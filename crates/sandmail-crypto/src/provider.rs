//! The key agreement boundary consumed by inboxes.
//!
//! [`KeyAgreementProvider`] is a trait so that an inbox can be bound to a
//! provider instance and tests can substitute one. [`MlKemProvider`] is the
//! only production implementation.

use crate::{
    aead,
    envelope::Envelope,
    error::CryptoError,
    kdf::{self, SymmetricKey},
    kem::{self, KeyPair, SharedSecret},
    signature,
};

/// Client-side envelope cryptography.
///
/// Implementations are stateless and thread-safe. None of the operations
/// return partial output on failure.
pub trait KeyAgreementProvider: Send + Sync {
    /// Generate a fresh keypair from caller-provided entropy.
    fn generate_keypair(&self, seed: [u8; 32]) -> KeyPair;

    /// Recover the shared secret from an encapsulated key.
    ///
    /// # Errors
    ///
    /// - `CryptoError::InvalidKeySize` if either input has the wrong length
    fn decapsulate(
        &self,
        secret_key: &[u8],
        encapsulated_key: &[u8],
    ) -> Result<SharedSecret, CryptoError>;

    /// Derive the per-email symmetric key, bound to `inbox_hash`.
    fn derive_symmetric_key(
        &self,
        shared_secret: &SharedSecret,
        inbox_hash: &str,
        encapsulated_key: &[u8],
    ) -> SymmetricKey;

    /// Authenticated decryption of the envelope body.
    ///
    /// # Errors
    ///
    /// - `CryptoError::DecryptionFailed` on tag mismatch
    fn decrypt_envelope(&self, envelope: &Envelope, key: &SymmetricKey)
    -> Result<Vec<u8>, CryptoError>;

    /// Check a server signature.
    fn verify_signature(&self, payload: &[u8], signature: &[u8], server_sig_pk: &[u8]) -> bool;

    /// Verify and decrypt an envelope addressed to `keypair`.
    ///
    /// Order: the envelope's signing key must equal `pinned_server_sig_pk`,
    /// the signature must verify over the transcript, and only then is the
    /// body decapsulated and decrypted.
    ///
    /// # Errors
    ///
    /// - `CryptoError::SignatureInvalid` for an unpinned key or bad signature
    /// - `CryptoError::InvalidKeySize` for a malformed encapsulated key
    /// - `CryptoError::DecryptionFailed` if the body fails authentication
    fn open_envelope(
        &self,
        envelope: &Envelope,
        keypair: &KeyPair,
        inbox_hash: &str,
        pinned_server_sig_pk: &[u8],
    ) -> Result<Vec<u8>, CryptoError> {
        if envelope.server_sig_pk != pinned_server_sig_pk {
            return Err(CryptoError::SignatureInvalid {
                reason: "envelope signed by a key other than the pinned server key".to_string(),
            });
        }
        if !self.verify_signature(&envelope.transcript(), &envelope.signature, pinned_server_sig_pk)
        {
            return Err(CryptoError::SignatureInvalid {
                reason: "server signature does not verify".to_string(),
            });
        }

        let shared = self.decapsulate(keypair.secret_key(), &envelope.encapsulated_key)?;
        let key = self.derive_symmetric_key(&shared, inbox_hash, &envelope.encapsulated_key);
        self.decrypt_envelope(envelope, &key)
    }
}

/// ML-KEM-768 / Ed25519 / XChaCha20-Poly1305 / HKDF-SHA-256.
#[derive(Debug, Default, Clone, Copy)]
pub struct MlKemProvider;

impl KeyAgreementProvider for MlKemProvider {
    fn generate_keypair(&self, seed: [u8; 32]) -> KeyPair {
        KeyPair::generate(seed)
    }

    fn decapsulate(
        &self,
        secret_key: &[u8],
        encapsulated_key: &[u8],
    ) -> Result<SharedSecret, CryptoError> {
        kem::decapsulate(secret_key, encapsulated_key)
    }

    fn derive_symmetric_key(
        &self,
        shared_secret: &SharedSecret,
        inbox_hash: &str,
        encapsulated_key: &[u8],
    ) -> SymmetricKey {
        kdf::derive_symmetric_key(shared_secret, inbox_hash, encapsulated_key)
    }

    fn decrypt_envelope(
        &self,
        envelope: &Envelope,
        key: &SymmetricKey,
    ) -> Result<Vec<u8>, CryptoError> {
        aead::open(key, &envelope.nonce, &envelope.aad, &envelope.ciphertext)
    }

    fn verify_signature(&self, payload: &[u8], signature: &[u8], server_sig_pk: &[u8]) -> bool {
        signature::verify_signature(payload, signature, server_sig_pk)
    }
}

#[cfg(test)]
mod tests {
    use super::*;
    use crate::{envelope::seal_envelope, signature::ServerSigner};

    const INBOX: &str = "inbox-hash-1";

    fn setup() -> (KeyPair, ServerSigner, Envelope) {
        let keypair = MlKemProvider.generate_keypair([7; 32]);
        let signer = ServerSigner::from_seed([9; 32]);
        let envelope =
            seal_envelope(b"{\"subject\":\"hi\"}", b"", keypair.public_key(), INBOX, &signer, [
                3; 32
            ])
            .unwrap();
        (keypair, signer, envelope)
    }

    #[test]
    fn opens_sealed_envelope() {
        let (keypair, signer, envelope) = setup();
        let plaintext =
            MlKemProvider.open_envelope(&envelope, &keypair, INBOX, &signer.public_key()).unwrap();
        assert_eq!(plaintext, b"{\"subject\":\"hi\"}");
    }

    #[test]
    fn generate_keypair_is_fresh_per_seed() {
        let a = MlKemProvider.generate_keypair([1; 32]);
        let b = MlKemProvider.generate_keypair([2; 32]);
        assert_ne!(a.public_key(), b.public_key());
    }

    #[test]
    fn unpinned_server_key_is_rejected() {
        let (keypair, _, envelope) = setup();
        let other = ServerSigner::from_seed([10; 32]);

        let result = MlKemProvider.open_envelope(&envelope, &keypair, INBOX, &other.public_key());
        assert!(matches!(result, Err(CryptoError::SignatureInvalid { .. })));
    }

    #[test]
    fn resigned_by_impostor_is_rejected() {
        // Impostor swaps in its own key and signature; pinning catches it
        let (keypair, signer, mut envelope) = setup();
        let impostor = ServerSigner::from_seed([11; 32]);
        envelope.server_sig_pk = impostor.public_key().to_vec();
        envelope.signature = impostor.sign(&envelope.transcript()).to_vec();

        let result = MlKemProvider.open_envelope(&envelope, &keypair, INBOX, &signer.public_key());
        assert!(matches!(result, Err(CryptoError::SignatureInvalid { .. })));
    }

    #[test]
    fn wrong_inbox_hash_fails_decryption() {
        let (keypair, signer, envelope) = setup();
        let result =
            MlKemProvider.open_envelope(&envelope, &keypair, "other-inbox", &signer.public_key());
        assert!(matches!(result, Err(CryptoError::DecryptionFailed { .. })));
    }

    #[test]
    fn wrong_keypair_fails_decryption() {
        let (_, signer, envelope) = setup();
        let stranger = MlKemProvider.generate_keypair([8; 32]);
        let result =
            MlKemProvider.open_envelope(&envelope, &stranger, INBOX, &signer.public_key());
        assert!(matches!(result, Err(CryptoError::DecryptionFailed { .. })));
    }

    #[test]
    fn truncated_encapsulated_key_is_size_error() {
        let (keypair, signer, mut envelope) = setup();
        envelope.encapsulated_key.truncate(100);
        envelope.signature = signer.sign(&envelope.transcript()).to_vec();

        let result = MlKemProvider.open_envelope(&envelope, &keypair, INBOX, &signer.public_key());
        assert!(matches!(result, Err(CryptoError::InvalidKeySize { .. })));
    }
}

*WORK TO COMPLETE:* Go through the records and copy all of them exactly.

*TASK SOLUTION:*
filename crates/sandmail-crypto/src/provider.rs
//! The key agreement boundary consumed by inboxes.
//!
//! [`KeyAgreementProvider`] is a trait so that an inbox can be bound to a
//! provider instance and tests can substitute one. [`MlKemProvider`] is the
//! only production implementation.

use crate::{
    aead,
    envelope::Envelope,
    error::CryptoError,
    kdf::{self, SymmetricKey},
    kem::{self, KeyPair, SharedSecret},
    signature,
};

/// Client-side envelope cryptography.
///
/// Implementations are stateless and thread-safe. None of the operations
/// return partial output on failure.
pub trait KeyAgreementProvider: Send + Sync {
    /// Generate a fresh keypair from caller-provided entropy.
    fn generate_keypair(&self, seed: [u8; 32]) -> KeyPair;

    /// Recover the shared secret from an encapsulated key.
    ///
    /// # Errors
    ///
    /// - `CryptoError::InvalidKeySize` if either input has the wrong length
    fn decapsulate(
        &self,
        secret_key: &[u8],
        encapsulated_key: &[u8],
    ) -> Result<SharedSecret, CryptoError>;

    /// Derive the per-email symmetric key, bound to `inbox_hash`.
    fn derive_symmetric_key(
        &self,
        shared_secret: &SharedSecret,
        inbox_hash: &str,
        encapsulated_key: &[u8],
    ) -> SymmetricKey;

    /// Authenticated decryption of the envelope body.
    ///
    /// # Errors
    ///
    /// - `CryptoError::DecryptionFailed` on tag mismatch
    fn decrypt_envelope(&self, envelope: &Envelope, key: &SymmetricKey)
    -> Result<Vec<u8>, CryptoError>;

    /// Check a server signature.
    fn verify_signature(&self, payload: &[u8], signature: &[u8], server_sig_pk: &[u8]) -> bool;

    /// Verify and decrypt an envelope addressed to `keypair`.
    ///
    /// Order: the envelope's signing key must equal `pinned_server_sig_pk`,
    /// the signature must verify over the transcript, and only then is the
    /// body decapsulated and decrypted.
    ///
    /// # Errors
    ///
    /// - `CryptoError::SignatureInvalid` for an unpinned key or bad signature
    /// - `CryptoError::InvalidKeySize` for a malformed encapsulated key
    /// - `CryptoError::DecryptionFailed` if the body fails authentication
    fn open_envelope(
        &self,
        envelope: &Envelope,
        keypair: &KeyPair,
        inbox_hash: &str,
        pinned_server_sig_pk: &[u8],
    ) -> Result<Vec<u8>, CryptoError> {
        if envelope.server_sig_pk != pinned_server_sig_pk {
            return Err(CryptoError::SignatureInvalid {
                reason: "envelope signed by a key other than the pinned server key".to_string(),
            });
        }
        if !self.verify_signature(&envelope.transcript(), &envelope.signature, pinned_server_sig_pk)
        {
            return Err(CryptoError::SignatureInvalid {
                reason: "server signature does not verify".to_string(),
            });
        }

        let shared = self.decapsulate(keypair.secret_key(), &envelope.encapsulated_key)?;
        let key = self.derive_symmetric_key(&shared, inbox_hash, &envelope.encapsulated_key);
        self.decrypt_envelope(envelope, &key)
    }
}

/// ML-KEM-768 / Ed25519 / XChaCha20-Poly1305 / HKDF-SHA-256.
#[derive(Debug, Default, Clone, Copy)]
pub struct MlKemProvider;

impl KeyAgreementProvider for MlKemProvider {
    fn generate_keypair(&self, seed: [u8; 32]) -> KeyPair {
        KeyPair::generate(seed)
    }

    fn decapsulate(
        &self,
        secret_key: &[u8],
        encapsulated_key: &[u8],
    ) -> Result<SharedSecret, CryptoError> {
        kem::decapsulate(secret_key, encapsulated_key)
    }

    fn derive_symmetric_key(
        &self,
        shared_secret: &SharedSecret,
        inbox_hash: &str,
        encapsulated_key: &[u8],
    ) -> SymmetricKey {
        kdf::derive_symmetric_key(shared_secret, inbox_hash, encapsulated_key)
    }

    fn decrypt_envelope(
        &self,
        envelope: &Envelope,
        key: &SymmetricKey,
    ) -> Result<Vec<u8>, CryptoError> {
        aead::open(key, &envelope.nonce, &envelope.aad, &envelope.ciphertext)
    }

    fn verify_signature(&self, payload: &[u8], signature: &[u8], server_sig_pk: &[u8]) -> bool {
        signature::verify_signature(payload, signature, server_sig_pk)
    }
}

#[cfg(test)]
mod tests {
    use super::*;
    use crate::{envelope::seal_envelope, signature::ServerSigner};

    const INBOX: &str = "inbox-hash-1";

    fn setup() -> (KeyPair, ServerSigner, Envelope) {
        let keypair = MlKemProvider.generate_keypair([7; 32]);
        let signer = ServerSigner::from_seed([9; 32]);
        let envelope =
            seal_envelope(b"{\"subject\":\"hi\"}", b"", keypair.public_key(), INBOX, &signer, [
                3; 32
            ])
            .unwrap();
        (keypair, signer, envelope)
    }

    #[test]
    fn opens_sealed_envelope() {
        let (keypair, signer, envelope) = setup();
        let plaintext =
            MlKemProvider.open_envelope(&envelope, &keypair, INBOX, &signer.public_key()).unwrap();
        assert_eq!(plaintext, b"{\"subject\":\"hi\"}");
    }

    #[test]
    fn generate_keypair_is_fresh_per_seed() {
        let a = MlKemProvider.generate_keypair([1; 32]);
        let b = MlKemProvider.generate_keypair([2; 32]);
        assert_ne!(a.public_key(), b.public_key());
    }

    #[test]
    fn unpinned_server_key_is_rejected() {
        let (keypair, _, envelope) = setup();
        let other = ServerSigner::from_seed([10; 32]);

        let result = MlKemProvider.open_envelope(&envelope, &keypair, INBOX, &other.public_key());
        assert!(matches!(result, Err(CryptoError::SignatureInvalid { .. })));
    }

    #[test]
    fn resigned_by_impostor_is_rejected() {
        // Impostor swaps in its own key and signature; pinning catches it
        let (keypair, signer, mut envelope) = setup();
        let impostor = ServerSigner::from_seed([11; 32]);
        envelope.server_sig_pk = impostor.public_key().to_vec();
        envelope.signature = impostor.sign(&envelope.transcript()).to_vec();

        let result = MlKemProvider.open_envelope(&envelope, &keypair, INBOX, &signer.public_key());
        assert!(matches!(result, Err(CryptoError::SignatureInvalid { .. })));
    }

    #[test]
    fn wrong_inbox_hash_fails_decryption() {
        let (keypair, signer, envelope) = setup();
        let result =
            MlKemProvider.open_envelope(&envelope, &keypair, "other-inbox", &signer.public_key());
        assert!(matches!(result, Err(CryptoError::DecryptionFailed { .. })));
    }

    #[test]
    fn wrong_keypair_fails_decryption() {
        let (_, signer, envelope) = setup();
        let stranger = MlKemProvider.generate_keypair([8; 32]);
        let result =
            MlKemProvider.open_envelope(&envelope, &stranger, INBOX, &signer.public_key());
        assert!(matches!(result, Err(CryptoError::DecryptionFailed { .. })));
    }

    #[test]
    fn truncated_encapsulated_key_is_size_error() {
        let (keypair, signer, mut envelope) = setup();
        envelope.encapsulated_key.truncate(100);
        envelope.signature = signer.sign(&envelope.transcript()).to_vec();

        let result = MlKemProvider.open_envelope(&envelope, &keypair, INBOX, &signer.public_key());
        assert!(matches!(result, Err(CryptoError::InvalidKeySize { .. })));
    }
}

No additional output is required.